## DIRECTIONS:
The lines needed are those from the start of the records through the line holding "lock) without inspecting", each copied exactly.

## RECORDS FOR THE TASK:
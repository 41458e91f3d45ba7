// Copyright (c) Microsoft Corporation.
// Licensed under the MIT License.

//! Error types for cache operations.

use std::fmt;

/// The category of a cache [`Error`].
///
/// The set of kinds is closed so callers can branch on expected conditions
/// (a missing key, a non-numeric counter, a held lock) without inspecting
/// error messages.
#[derive(Clone, Copy, Debug, PartialEq, Eq, Hash)]
pub enum ErrorKind {
    /// The key is absent or expired.
    NotFound,
    /// A counter operation hit a value that is not an integer.
    NotInteger,
    /// The lock is held by someone else.
    Locked,
    /// A value could not be encoded or decoded.
    Codec,
    /// The backend or its transport failed.
    Backend,
    /// The full key falls inside the namespace reserved for locks.
    InvalidKey,
}

impl ErrorKind {
    /// Returns a short, stable description of the kind.
    #[must_use]
    pub fn as_str(self) -> &'static str {
        match self {
            Self::NotFound => "the key is not found",
            Self::NotInteger => "the key is not an integer",
            Self::Locked => "the lock is already held",
            Self::Codec => "value encoding failed",
            Self::Backend => "backend operation failed",
            Self::InvalidKey => "the key is in the reserved lock namespace",
        }
    }
}

impl fmt::Display for ErrorKind {
    fn fmt(&self, f: &mut fmt::Formatter<'_>) -> fmt::Result {
        f.write_str(self.as_str())
    }
}

/// The operation and key an [`Error`] happened on, when known.
#[derive(Clone, Debug, Default, PartialEq, Eq)]
pub struct Context {
    operation: Option<&'static str>,
    key: Option<String>,
}

impl Context {
    fn key(key: impl Into<String>) -> Self {
        Self {
            operation: None,
            key: Some(key.into()),
        }
    }

    fn bare(operation: &'static str) -> Self {
        Self {
            operation: Some(operation),
            key: None,
        }
    }

    fn operation(operation: &'static str, key: impl Into<String>) -> Self {
        Self {
            operation: Some(operation),
            key: Some(key.into()),
        }
    }
}

impl fmt::Display for Context {
    fn fmt(&self, f: &mut fmt::Formatter<'_>) -> fmt::Result {
        match (self.operation, self.key.as_deref()) {
            (Some(operation), Some(key)) => write!(f, " ({operation} on key \"{key}\")"),
            (Some(operation), None) => write!(f, " ({operation})"),
            (None, Some(key)) => write!(f, " (key \"{key}\")"),
            (None, None) => Ok(()),
        }
    }
}

/// An error from a cache operation.
///
/// Every error carries an [`ErrorKind`]; match on [`Error::kind`] to tell
/// expected conditions apart from backend failures. The underlying cause, if
/// any, is available through [`std::error::Error::source`].
///
/// # Examples
///
/// ```
/// use cachette::{Error, ErrorKind};
///
/// let error = Error::not_found("user:42");
/// assert_eq!(error.kind(), ErrorKind::NotFound);
/// assert!(error.is_not_found());
/// ```
#[ohno::error]
#[display("cache: {kind}{context}")]
pub struct Error {
    kind: ErrorKind,
    context: Context,
}

impl Error {
    /// Creates an error signaling that `key` is absent or expired.
    #[must_use]
    pub fn not_found(key: impl Into<String>) -> Self {
        Self::new(ErrorKind::NotFound, Context::key(key))
    }

    /// Creates an error signaling that the value under `key` is not an integer.
    pub fn not_integer(key: impl Into<String>, cause: impl Into<Box<dyn std::error::Error + Send + Sync>>) -> Self {
        Self::caused_by(ErrorKind::NotInteger, Context::key(key), cause)
    }

    /// Creates an error signaling that the lock for `key` is held elsewhere.
    #[must_use]
    pub fn locked(key: impl Into<String>) -> Self {
        Self::new(ErrorKind::Locked, Context::key(key))
    }

    /// Creates an error signaling that `key` resolves into the reserved lock namespace.
    #[must_use]
    pub fn invalid_key(key: impl Into<String>) -> Self {
        Self::new(ErrorKind::InvalidKey, Context::key(key))
    }

    /// Creates an error from a codec failure.
    pub fn codec(cause: impl Into<Box<dyn std::error::Error + Send + Sync>>) -> Self {
        Self::caused_by(ErrorKind::Codec, Context::default(), cause)
    }

    /// Creates an error from a backend failure during `operation` on `key`.
    pub fn backend(
        operation: &'static str,
        key: impl Into<String>,
        cause: impl Into<Box<dyn std::error::Error + Send + Sync>>,
    ) -> Self {
        Self::caused_by(ErrorKind::Backend, Context::operation(operation, key), cause)
    }

    /// Creates an error from a backend failure during an `operation` that is not tied to one key.
    pub fn backend_operation(operation: &'static str, cause: impl Into<Box<dyn std::error::Error + Send + Sync>>) -> Self {
        Self::caused_by(ErrorKind::Backend, Context::bare(operation), cause)
    }

    /// Returns the kind of this error.
    #[must_use]
    pub fn kind(&self) -> ErrorKind {
        self.kind
    }

    /// Returns the key this error happened on, if known.
    #[must_use]
    pub fn key(&self) -> Option<&str> {
        self.context.key.as_deref()
    }

    /// Returns the backend operation this error happened during, if known.
    #[must_use]
    pub fn operation(&self) -> Option<&'static str> {
        self.context.operation
    }

    /// Returns `true` if the key was absent or expired.
    #[must_use]
    pub fn is_not_found(&self) -> bool {
        self.kind == ErrorKind::NotFound
    }

    /// Returns `true` if a counter operation hit a non-integer value.
    #[must_use]
    pub fn is_not_integer(&self) -> bool {
        self.kind == ErrorKind::NotInteger
    }

    /// Returns `true` if a lock could not be acquired because it is held.
    #[must_use]
    pub fn is_locked(&self) -> bool {
        self.kind == ErrorKind::Locked
    }

    /// Returns `true` if the key was rejected because it resolves into the lock namespace.
    #[must_use]
    pub fn is_invalid_key(&self) -> bool {
        self.kind == ErrorKind::InvalidKey
    }
}

/// A specialized [`Result`] type for cache operations.
pub type Result<T> = std::result::Result<T, Error>;
// Copyright (c) Microsoft Corporation.
// Licensed under the MIT License.

//! Builder for configuring Redis stores.

use cachette::{Codec, JsonCodec, Prefix};
use redis::aio::ConnectionLike;

use crate::store::RedisStore;

/// Builder for configuring a [`RedisStore`].
///
/// The connection is created and owned by the caller; the builder only
/// decides how keys are namespaced and how values are encoded.
///
/// # Prefix and flush
///
/// The prefix scopes [`flush`](cachette::Store::flush): only keys that start
/// with it are deleted. A store built without a prefix owns the whole logical
/// database, and its flush deletes every key outside the `lock:` namespace.
///
/// A prefix that itself starts with `lock:` (or is `lock`) leaves no room for
/// data: every operation on such a store fails with
/// [`ErrorKind::InvalidKey`](cachette::ErrorKind::InvalidKey), and its flush
/// deletes nothing.
///
/// # Examples
///
/// ```no_run
/// use cachette::Store;
/// use cachette_redis::RedisStore;
/// use redis::aio::ConnectionManager;
///
/// # async fn connect() -> redis::RedisResult<()> {
/// let client = redis::Client::open("redis://127.0.0.1:6379")?;
/// let connection = ConnectionManager::new(client).await?;
///
/// let store = RedisStore::builder(connection).prefix("sessions").build();
/// assert_eq!(store.prefix(), "sessions:");
/// # Ok(())
/// # }
/// ```
#[derive(Debug)]
pub struct RedisStoreBuilder<C, K = JsonCodec> {
    connection: C,
    prefix: Prefix,
    codec: K,
}

impl<C> RedisStoreBuilder<C> {
    pub(crate) fn new(connection: C) -> Self {
        Self {
            connection,
            prefix: Prefix::default(),
            codec: JsonCodec,
        }
    }
}

impl<C, K: Codec> RedisStoreBuilder<C, K> {
    /// Sets the prefix placed in front of every key.
    ///
    /// Trailing separators are normalized so the stored prefix ends in exactly
    /// one `:`. An empty prefix stays empty.
    #[must_use]
    pub fn prefix(mut self, prefix: impl AsRef<str>) -> Self {
        self.prefix = Prefix::new(prefix);
        self
    }

    /// Replaces the codec used for values. Defaults to [`JsonCodec`].
    ///
    /// Counters are stored as decimal text regardless of the codec. A codec
    /// that encodes integers differently makes `get` of a counter fail.
    #[must_use]
    pub fn codec<K2: Codec>(self, codec: K2) -> RedisStoreBuilder<C, K2> {
        RedisStoreBuilder {
            connection: self.connection,
            prefix: self.prefix,
            codec,
        }
    }

    /// Builds the configured [`RedisStore`].
    #[must_use]
    pub fn build(self) -> RedisStore<C, K>
    where
        C: ConnectionLike + Clone + Send + Sync,
    {
        RedisStore::from_parts(self.connection, self.prefix, self.codec)
    }
}
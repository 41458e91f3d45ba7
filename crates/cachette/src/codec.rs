// Copyright (c) Microsoft Corporation.
// Licensed under the MIT License.

//! Value serialization for cache payloads.

use serde::{Serialize, de::DeserializeOwned};

use crate::{Error, Result};

/// Converts values to and from the byte payloads a store persists.
///
/// Stores hold a codec by value and use it for every `put`, `get`, `forever`
/// and `add`. Counter operations bypass the codec and use the backend's native
/// integer representation, so a codec that writes integers as ASCII decimals
/// (like [`JsonCodec`]) lets values written with `put` be incremented later.
///
/// # Examples
///
/// ```
/// use cachette::{Codec, JsonCodec};
///
/// let codec = JsonCodec;
/// let bytes = codec.encode(&42_i64)?;
/// assert_eq!(bytes, b"42");
///
/// let value: i64 = codec.decode(&bytes)?;
/// assert_eq!(value, 42);
/// # Ok::<(), cachette::Error>(())
/// ```
pub trait Codec: Send + Sync {
    /// Encodes `value` into a byte payload.
    ///
    /// # Errors
    ///
    /// Returns an error of kind [`Codec`](crate::ErrorKind::Codec) if the value cannot be encoded.
    fn encode<V>(&self, value: &V) -> Result<Vec<u8>>
    where
        V: Serialize + ?Sized;

    /// Decodes a byte payload into a value.
    ///
    /// # Errors
    ///
    /// Returns an error of kind [`Codec`](crate::ErrorKind::Codec) if the payload is not a valid
    /// encoding of `V`.
    fn decode<V>(&self, bytes: &[u8]) -> Result<V>
    where
        V: DeserializeOwned;
}

/// A [`Codec`] that stores values as JSON.
#[derive(Clone, Copy, Debug, Default, PartialEq, Eq)]
pub struct JsonCodec;

impl Codec for JsonCodec {
    fn encode<V>(&self, value: &V) -> Result<Vec<u8>>
    where
        V: Serialize + ?Sized,
    {
        serde_json::to_vec(value).map_err(Error::codec)
    }

    fn decode<V>(&self, bytes: &[u8]) -> Result<V>
    where
        V: DeserializeOwned,
    {
        serde_json::from_slice(bytes).map_err(Error::codec)
    }
}
// Copyright (c) Microsoft Corporation.
// Licensed under the MIT License.

//! The in-memory [`Store`] implementation.

use std::time::Duration;

use cachette::{Addable, Codec, Error, JsonCodec, LOCK_NAMESPACE, Locker, MIN_TTL, Prefix, Result, Store};
use serde::{Serialize, de::DeserializeOwned};
use tick::Clock;

use crate::backend::{CounterError, MemoryBackend, deadline};
use crate::builder::MemoryStoreBuilder;

/// A [`Store`] over a [`MemoryBackend`].
///
/// Expiry is measured with the injected [`Clock`], so tests can move time
/// forward with `tick::ClockControl` instead of sleeping. The store has a
/// native atomic add, and its locks are exclusive among all stores that
/// share the backend.
///
/// Keys whose prefixed form starts with `lock:` are refused with
/// [`ErrorKind::InvalidKey`](cachette::ErrorKind::InvalidKey), matching the
/// Redis store, where that namespace holds the locks.
///
/// # Examples
///
/// ```
/// use std::time::Duration;
///
/// use cachette::Store;
/// use cachette_memory::{MemoryBackend, MemoryStore};
/// use tick::Clock;
///
/// # futures::executor::block_on(async {
/// let store = MemoryStore::new(MemoryBackend::new(), Clock::new_frozen());
///
/// store.put("answer", &42, Duration::from_secs(60)).await.unwrap();
/// let answer: i32 = store.get("answer").await.unwrap();
/// assert_eq!(answer, 42);
/// # });
/// ```
#[derive(Clone, Debug)]
pub struct MemoryStore<C = JsonCodec> {
    backend: MemoryBackend,
    clock: Clock,
    prefix: Prefix,
    codec: C,
}

impl MemoryStore {
    /// Creates a store without a prefix that encodes values as JSON.
    #[must_use]
    pub fn new(backend: MemoryBackend, clock: Clock) -> Self {
        Self::builder(backend, clock).build()
    }

    /// Creates a builder for configuring the prefix and codec.
    #[must_use]
    pub fn builder(backend: MemoryBackend, clock: Clock) -> MemoryStoreBuilder {
        MemoryStoreBuilder::new(backend, clock)
    }
}

impl<C: Codec> MemoryStore<C> {
    pub(crate) fn from_parts(backend: MemoryBackend, clock: Clock, prefix: Prefix, codec: C) -> Self {
        Self {
            backend,
            clock,
            prefix,
            codec,
        }
    }

    /// Returns the engine this store writes to.
    #[must_use]
    pub fn backend(&self) -> &MemoryBackend {
        &self.backend
    }

    fn expiry(&self, ttl: Duration) -> Option<std::time::Instant> {
        deadline(self.clock.instant(), ttl.max(MIN_TTL))
    }

    fn counter(&self, operation: &'static str, key: &str, delta: i64) -> Result<i64> {
        self.backend
            .apply_delta(&self.prefix.data_key(key)?, delta, self.clock.instant())
            .map_err(|error| match error {
                CounterError::NotInteger => Error::not_integer(key, "value is not an integer"),
                CounterError::Overflow => Error::backend(operation, key, "increment or decrement would overflow"),
            })
    }
}

impl<C: Codec> Store for MemoryStore<C> {
    type Locker = MemoryLocker;
    type Addable = Self;

    async fn has(&self, key: &str) -> Result<bool> {
        Ok(self.backend.contains(&self.prefix.data_key(key)?, self.clock.instant()))
    }

    async fn get<V>(&self, key: &str) -> Result<V>
    where
        V: DeserializeOwned + Send,
    {
        let Some(payload) = self.backend.read(&self.prefix.data_key(key)?, self.clock.instant()) else {
            tracing::debug!(key, "cache miss");
            return Err(Error::not_found(key));
        };
        tracing::debug!(key, "cache hit");
        self.codec.decode(&payload)
    }

    async fn put<V>(&self, key: &str, value: &V, ttl: Duration) -> Result<bool>
    where
        V: Serialize + Sync + ?Sized,
    {
        let payload = self.codec.encode(value)?;
        let now = self.clock.instant();
        self.backend.write(&self.prefix.data_key(key)?, payload, self.expiry(ttl), now);
        tracing::debug!(key, ttl_ms = ttl.as_millis(), "stored entry");
        Ok(true)
    }

    async fn increment(&self, key: &str, delta: i64) -> Result<i64> {
        self.counter("increment", key, delta)
    }

    async fn decrement(&self, key: &str, delta: i64) -> Result<i64> {
        let negated = delta
            .checked_neg()
            .ok_or_else(|| Error::backend("decrement", key, "increment or decrement would overflow"))?;
        self.counter("decrement", key, negated)
    }

    async fn forever<V>(&self, key: &str, value: &V) -> Result<bool>
    where
        V: Serialize + Sync + ?Sized,
    {
        let payload = self.codec.encode(value)?;
        self.backend
            .write(&self.prefix.data_key(key)?, payload, None, self.clock.instant());
        tracing::debug!(key, "stored entry without expiry");
        Ok(true)
    }

    async fn forget(&self, key: &str) -> Result<bool> {
        self.backend.remove(&self.prefix.data_key(key)?);
        Ok(true)
    }

    async fn flush(&self) -> Result<bool> {
        let removed = self.backend.remove_owned(&self.prefix);
        tracing::debug!(prefix = %self.prefix, removed, "flushed store");
        Ok(true)
    }

    fn prefix(&self) -> &str {
        self.prefix.as_str()
    }

    fn lock(&self, key: &str, ttl: Duration) -> Self::Locker {
        MemoryLocker {
            backend: self.backend.clone(),
            clock: self.clock.clone(),
            name: format!("{LOCK_NAMESPACE}{}", self.prefix.apply(key)),
            key: key.to_owned(),
            ttl: ttl.max(MIN_TTL),
        }
    }

    fn addable(&self) -> Option<&Self::Addable> {
        Some(self)
    }
}

impl<C: Codec> Addable for MemoryStore<C> {
    async fn add<V>(&self, key: &str, value: &V, ttl: Duration) -> Result<bool>
    where
        V: Serialize + Sync + ?Sized,
    {
        let payload = self.codec.encode(value)?;
        let now = self.clock.instant();
        Ok(self
            .backend
            .write_if_absent(&self.prefix.data_key(key)?, payload, self.expiry(ttl), now))
    }
}

/// Lock handle returned by [`MemoryStore::lock`].
///
/// Exclusion holds among every store sharing the same [`MemoryBackend`],
/// which means within one process.
#[derive(Clone, Debug)]
pub struct MemoryLocker {
    backend: MemoryBackend,
    clock: Clock,
    name: String,
    key: String,
    ttl: Duration,
}

struct Held<'a> {
    locker: &'a MemoryLocker,
    token: u64,
}

impl Drop for Held<'_> {
    fn drop(&mut self) {
        if !self.locker.backend.release(&self.locker.name, self.token) {
            tracing::warn!(key = %self.locker.key, "lock expired before release");
        }
    }
}

impl Locker for MemoryLocker {
    async fn try_run<F, Fut, T>(&self, f: F) -> Result<T>
    where
        F: FnOnce() -> Fut + Send,
        Fut: Future<Output = T> + Send,
        T: Send,
    {
        let now = self.clock.instant();
        let Some(token) = self.backend.acquire(&self.name, deadline(now, self.ttl), now) else {
            return Err(Error::locked(&self.key));
        };

        let _held = Held { locker: self, token };
        Ok(f().await)
    }
}
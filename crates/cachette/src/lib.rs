// Copyright (c) Microsoft Corporation.
// Licensed under the MIT License.

#![cfg_attr(coverage_nightly, feature(coverage_attribute))]
#![cfg_attr(docsrs, feature(doc_cfg))]

//! Backend-agnostic cache contracts.
//!
//! This crate defines the [`Store`] trait that every cache backend implements,
//! the optional [`Addable`] capability for atomic "create if absent", and the
//! [`Locker`] trait for distributed mutual exclusion. [`Repository`] decorates
//! any store with derived operations, and [`NoOverlap`] uses a store's locks to
//! keep keyed jobs from running concurrently.
//!
//! Values are serialized by a pluggable [`Codec`]; [`JsonCodec`] is provided.
//! Failures are reported as [`Error`], whose [`ErrorKind`] tells expected
//! conditions apart from backend failures.
//!
//! # Implementing a Store
//!
//! Implement all required methods of [`Store`]. Backends without a native
//! atomic add use [`NotAddable`]; the [`Repository`] then emulates `add`.
//!
//! ```
//! use std::collections::HashMap;
//! use std::sync::Mutex;
//! use std::time::Duration;
//!
//! use cachette::{Codec, Error, JsonCodec, Locker, NotAddable, Result, Store};
//! # use serde::{Serialize, de::DeserializeOwned};
//!
//! struct SimpleStore(Mutex<HashMap<String, Vec<u8>>>);
//! # struct NoLock;
//! # impl Locker for NoLock {
//! #     async fn try_run<F, Fut, T>(&self, f: F) -> Result<T>
//! #     where F: FnOnce() -> Fut + Send, Fut: Future<Output = T> + Send, T: Send { Ok(f().await) }
//! # }
//!
//! impl Store for SimpleStore {
//!     type Locker = NoLock;
//!     type Addable = NotAddable;
//!
//!     async fn has(&self, key: &str) -> Result<bool> {
//!         Ok(self.0.lock().unwrap().contains_key(key))
//!     }
//!
//!     async fn get<V: DeserializeOwned + Send>(&self, key: &str) -> Result<V> {
//!         let payload = self.0.lock().unwrap().get(key).cloned();
//!         JsonCodec.decode(&payload.ok_or_else(|| Error::not_found(key))?)
//!     }
//!     # async fn put<V: Serialize + Sync + ?Sized>(&self, key: &str, value: &V, _ttl: Duration) -> Result<bool> {
//!     #     self.0.lock().unwrap().insert(key.to_owned(), JsonCodec.encode(value)?);
//!     #     Ok(true)
//!     # }
//!     # async fn increment(&self, _key: &str, delta: i64) -> Result<i64> { Ok(delta) }
//!     # async fn decrement(&self, _key: &str, delta: i64) -> Result<i64> { Ok(-delta) }
//!     # async fn forever<V: Serialize + Sync + ?Sized>(&self, key: &str, value: &V) -> Result<bool> {
//!     #     self.put(key, value, Duration::ZERO).await
//!     # }
//!     # async fn forget(&self, key: &str) -> Result<bool> { self.0.lock().unwrap().remove(key); Ok(true) }
//!     # async fn flush(&self) -> Result<bool> { self.0.lock().unwrap().clear(); Ok(true) }
//!     # fn prefix(&self) -> &str { "" }
//!     # fn lock(&self, _key: &str, _ttl: Duration) -> NoLock { NoLock }
//!
//!     // ... the remaining operations
//! }
//! ```
//!
//! # Testing
//!
//! Enable the `test-util` feature for [`testing::MockStore`], a recording store
//! with failure injection.

mod codec;
pub mod error;
mod lock;
mod overlap;
mod prefix;
mod repository;
mod store;
#[cfg(any(feature = "test-util", test))]
pub mod testing;

#[doc(inline)]
pub use codec::{Codec, JsonCodec};
#[doc(inline)]
pub use error::{Error, ErrorKind, Result};
#[doc(inline)]
pub use lock::{LOCK_NAMESPACE, Locker};
#[doc(inline)]
pub use overlap::{DEFAULT_JOB_KEY_PREFIX, DEFAULT_JOB_TTL, NoOverlap};
#[doc(inline)]
pub use prefix::{Prefix, SEPARATOR};
#[doc(inline)]
pub use repository::Repository;
#[doc(inline)]
pub use store::{Addable, MIN_TTL, NotAddable, Store};
// Copyright (c) Microsoft Corporation.
// Licensed under the MIT License.

use std::fmt;

use crate::{Error, LOCK_NAMESPACE, Result};

/// Separator placed between a prefix and the logical key.
pub const SEPARATOR: char = ':';

/// A normalized key namespace.
///
/// An empty prefix stays empty. Otherwise trailing separators are collapsed so
/// the prefix ends with exactly one `:`, which makes `"cache:users"` and
/// `"cache:users:"` equivalent.
///
/// # Examples
///
/// ```
/// use cachette::Prefix;
///
/// let prefix = Prefix::new("cache:users");
/// assert_eq!(prefix.as_str(), "cache:users:");
/// assert_eq!(prefix.apply("42"), "cache:users:42");
/// assert_eq!(Prefix::new("cache:users:::").as_str(), "cache:users:");
/// ```
#[derive(Clone, Debug, Default, PartialEq, Eq, Hash)]
pub struct Prefix(String);

impl Prefix {
    /// Normalizes `raw` into a prefix.
    #[must_use]
    pub fn new(raw: impl AsRef<str>) -> Self {
        let trimmed = raw.as_ref().trim_end_matches(SEPARATOR);
        if trimmed.is_empty() {
            return Self(String::new());
        }

        let mut prefix = String::with_capacity(trimmed.len() + 1);
        prefix.push_str(trimmed);
        prefix.push(SEPARATOR);
        Self(prefix)
    }

    /// Returns the normalized prefix.
    #[must_use]
    pub fn as_str(&self) -> &str {
        &self.0
    }

    /// Returns `true` if the prefix is empty.
    #[must_use]
    pub fn is_empty(&self) -> bool {
        self.0.is_empty()
    }

    /// Prepends the prefix to a logical key.
    #[must_use]
    pub fn apply(&self, key: &str) -> String {
        let mut full = String::with_capacity(self.0.len() + key.len());
        full.push_str(&self.0);
        full.push_str(key);
        full
    }

    /// Prepends the prefix to a logical key that addresses a data entry.
    ///
    /// Lock keys are `lock:<prefix><key>`, so a data key whose full form starts
    /// with [`LOCK_NAMESPACE`] could overwrite or be flushed together with a
    /// held lock. Such keys are refused.
    ///
    /// # Errors
    ///
    /// Returns an error of kind [`InvalidKey`](crate::ErrorKind::InvalidKey)
    /// when the full key starts with [`LOCK_NAMESPACE`].
    pub fn data_key(&self, key: &str) -> Result<String> {
        let full = self.apply(key);
        if full.starts_with(LOCK_NAMESPACE) {
            return Err(Error::invalid_key(key));
        }
        Ok(full)
    }

    /// Returns `true` if a backend key belongs to this namespace.
    #[must_use]
    pub fn owns(&self, full_key: &str) -> bool {
        full_key.starts_with(&self.0)
    }
}

impl fmt::Display for Prefix {
    fn fmt(&self, f: &mut fmt::Formatter<'_>) -> fmt::Result {
        f.write_str(&self.0)
    }
}

impl From<&str> for Prefix {
    fn from(raw: &str) -> Self {
        Self::new(raw)
    }
}

impl From<String> for Prefix {
    fn from(raw: String) -> Self {
        Self::new(raw)
    }
}

#[cfg(test)]
mod tests {
    use super::*;

    #[test]
    fn appends_single_separator() {
        assert_eq!(Prefix::new("cache:test").as_str(), "cache:test:");
        assert_eq!(Prefix::new("cache:test:").as_str(), "cache:test:");
        assert_eq!(Prefix::new("cache:test::").as_str(), "cache:test:");
    }

    #[test]
    fn empty_and_separator_only_prefixes_are_empty() {
        assert!(Prefix::new("").is_empty());
        assert!(Prefix::new(":").is_empty());
        assert_eq!(Prefix::default().apply("key"), "key");
    }

    #[test]
    fn inner_separators_are_kept() {
        assert_eq!(Prefix::new("a::b").as_str(), "a::b:");
    }

    #[test]
    fn data_keys_never_enter_lock_namespace() {
        assert_eq!(Prefix::new("app").data_key("job").unwrap(), "app:job");
        assert_eq!(Prefix::default().data_key("locks").unwrap(), "locks");

        assert!(Prefix::new("lock").data_key("job").unwrap_err().is_invalid_key());
        assert!(Prefix::new("lock:app").data_key("job").unwrap_err().is_invalid_key());
        assert!(Prefix::default().data_key("lock:job").unwrap_err().is_invalid_key());
    }

    #[test]
    fn owns_matches_only_namespace() {
        let prefix = Prefix::new("app");
        assert!(prefix.owns("app:key"));
        assert!(!prefix.owns("apple:key"));
        assert!(Prefix::default().owns("anything"));
    }
}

## ANSWER TO THE EXERCISE:
repository 41458e91f3d45ba7
// Copyright (c) Microsoft Corporation.
// Licensed under the MIT License.

//! Error types for cache operations.

use std::fmt;

/// The category of a cache [`Error`].
///
/// The set of kinds is closed so callers can branch on expected conditions
/// (a missing key, a non-numeric counter, a held lock) without inspecting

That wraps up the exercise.